Pictures of Space You Won't Believe Aren't Photoshopped
Look, we all know that space is the final frontier, that space is cold and unforgiving and that in it, nobody can hear you scream. But what you might not know is that, when it thinks nobody is looking, space puts on a frilly dress, covers its forearms in honey and spins around until it falls over ... because space is just flat-out crazy as hell. Oh, don't take our word for it or anything; we have photographic evidence.
Jupiter in Motion
You know what Jupiter looks like -- kind of like a dirty marble -- and you know, objectively, that those bands and swirls you're looking at are all big storms.
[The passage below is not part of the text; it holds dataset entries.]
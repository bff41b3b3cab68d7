//! File-based snapshot backend: one JSON object holding every remembered fact.
//!
//! The whole file is overwritten on each save, so it is always a complete,
//! human-inspectable view of memory.
//!
//! Storage location: `<data_dir>/memory.json`

use async_trait::async_trait;
use prospector_core::error::MemoryError;
use prospector_core::memory::{Snapshot, SnapshotBackend};
use std::path::{Path, PathBuf};
use tracing::debug;

/// A JSON file holding the memory snapshot.
pub struct FileBackend {
    path: PathBuf,
}

impl FileBackend {
    /// Create a backend at the given path. The file is created on first save.
    pub fn new(path: impl Into<PathBuf>) -> Self {
        Self { path: path.into() }
    }

    pub fn path(&self) -> &Path {
        &self.path
    }
}

#[async_trait]
impl SnapshotBackend for FileBackend {
    fn name(&self) -> &str {
        "file"
    }

    async fn load(&self) -> Result<Snapshot, MemoryError> {
        let content = match std::fs::read_to_string(&self.path) {
            Ok(c) => c,
            Err(e) if e.kind() == std::io::ErrorKind::NotFound => return Ok(Snapshot::new()),
            Err(e) => {
                return Err(MemoryError::Storage(format!(
                    "Failed to read {}: {e}",
                    self.path.display()
                )));
            }
        };

        if content.trim().is_empty() {
            return Ok(Snapshot::new());
        }

        serde_json::from_str(&content).map_err(|e| {
            MemoryError::Serialization(format!("{} is not a JSON object: {e}", self.path.display()))
        })
    }

    async fn save(&self, snapshot: &Snapshot) -> Result<(), MemoryError> {
        if let Some(parent) = self.path.parent().filter(|p| !p.as_os_str().is_empty()) {
            std::fs::create_dir_all(parent).map_err(|e| {
                MemoryError::Storage(format!("Failed to create memory directory: {e}"))
            })?;
        }

        let content = serde_json::to_string_pretty(snapshot)
            .map_err(|e| MemoryError::Serialization(e.to_string()))?;

        std::fs::write(&self.path, content).map_err(|e| {
            MemoryError::Storage(format!("Failed to write memory file: {e}"))
        })?;

        debug!(path = %self.path.display(), keys = snapshot.len(), "Memory snapshot written");
        Ok(())
    }
}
But it's one thing to know something like that, and another to see it in action. Here's a gif of what Jupiter's storms actually look like in motion.

GIF Bin

IT'S GETTING CLOSER!
You might have seen this before in the movie Another Earth, but if not, well, now you have this time-lapse gif to haunt your existential nightmares for the rest of time. The way those bands all churn at separate speeds and writhe around on the surface in every direction at once -- Jupiter looks less like a serene gas giant and more like a behemoth, roiling mass of space tentacles. And if our totally reasonable and scientific predictions pan out, and Jupiter does indeed turn out to be the egg of Space Cthulhu, we know exactly where it was laid ...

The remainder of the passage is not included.